Saved data entries
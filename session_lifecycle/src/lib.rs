//! session_lifecycle - Server-side session lifecycle library
//!
//! This crate binds opaque session identifiers to authenticated user identities,
//! applies a sliding expiration with a throttled refresh, and issues a CSRF token
//! bound to every session. Credential verification, cookies and routing are left
//! to the caller.
//!
//! A [`SessionManager`] is shared across requests; each unit of work owns its own
//! [`SessionScope`] which holds at most one loaded session.

mod config;
mod session;
mod storage;
mod utils;

#[cfg(test)]
mod test_utils;

pub use config::{
    DEFAULT_REFRESH_WINDOW_SECS, DEFAULT_SESSION_LIFETIME_SECS, DEFAULT_TOKEN_LENGTH,
    MIN_TOKEN_LENGTH, RefreshMode, SessionConfig,
};

pub use session::{
    Clock, CsrfToken, ManualClock, SecureTokenGenerator, Session, SessionError, SessionId,
    SessionManager, SessionManagerBuilder, SessionScope, SystemClock, TokenGenerator, UserId,
    should_refresh,
};

pub use storage::{
    InMemorySessionStore, PostgresSessionStore, RedisSessionStore, SessionStore,
    SqliteSessionStore, StorageError, StoredSession, session_store_from_env,
};

pub use utils::UtilError;

/// Build a [`SessionManager`] from environment configuration.
///
/// The store backend is chosen by `SESSION_STORE_TYPE`/`SESSION_STORE_URL` and
/// initialized before the manager is returned.
pub async fn init() -> Result<SessionManager, SessionError> {
    let config = SessionConfig::from_env()?;
    let store = session_store_from_env().await?;
    SessionManager::builder(store).config(config).build()
}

● **Activity**
Send back each record exactly, and include them all.

● **Exercise answer**
filename session_lifecycle/src/lib.rs
//! session_lifecycle - Server-side session lifecycle library
//!
//! This crate binds opaque session identifiers to authenticated user identities,
//! applies a sliding expiration with a throttled refresh, and issues a CSRF token
//! bound to every session. Credential verification, cookies and routing are left
//! to the caller.
//!
//! A [`SessionManager`] is shared across requests; each unit of work owns its own
//! [`SessionScope`] which holds at most one loaded session.

mod config;
mod session;
mod storage;
mod utils;

#[cfg(test)]
mod test_utils;

pub use config::{
    DEFAULT_REFRESH_WINDOW_SECS, DEFAULT_SESSION_LIFETIME_SECS, DEFAULT_TOKEN_LENGTH,
    MIN_TOKEN_LENGTH, RefreshMode, SessionConfig,
};

pub use session::{
    Clock, CsrfToken, ManualClock, SecureTokenGenerator, Session, SessionError, SessionId,
    SessionManager, SessionManagerBuilder, SessionScope, SystemClock, TokenGenerator, UserId,
    should_refresh,
};

pub use storage::{
    InMemorySessionStore, PostgresSessionStore, RedisSessionStore, SessionStore,
    SqliteSessionStore, StorageError, StoredSession, session_store_from_env,
};

pub use utils::UtilError;

/// Build a [`SessionManager`] from environment configuration.
///
/// The store backend is chosen by `SESSION_STORE_TYPE`/`SESSION_STORE_URL` and
/// initialized before the manager is returned.
pub async fn init() -> Result<SessionManager, SessionError> {
    let config = SessionConfig::from_env()?;
    let store = session_store_from_env().await?;
    SessionManager::builder(store).config(config).build()
}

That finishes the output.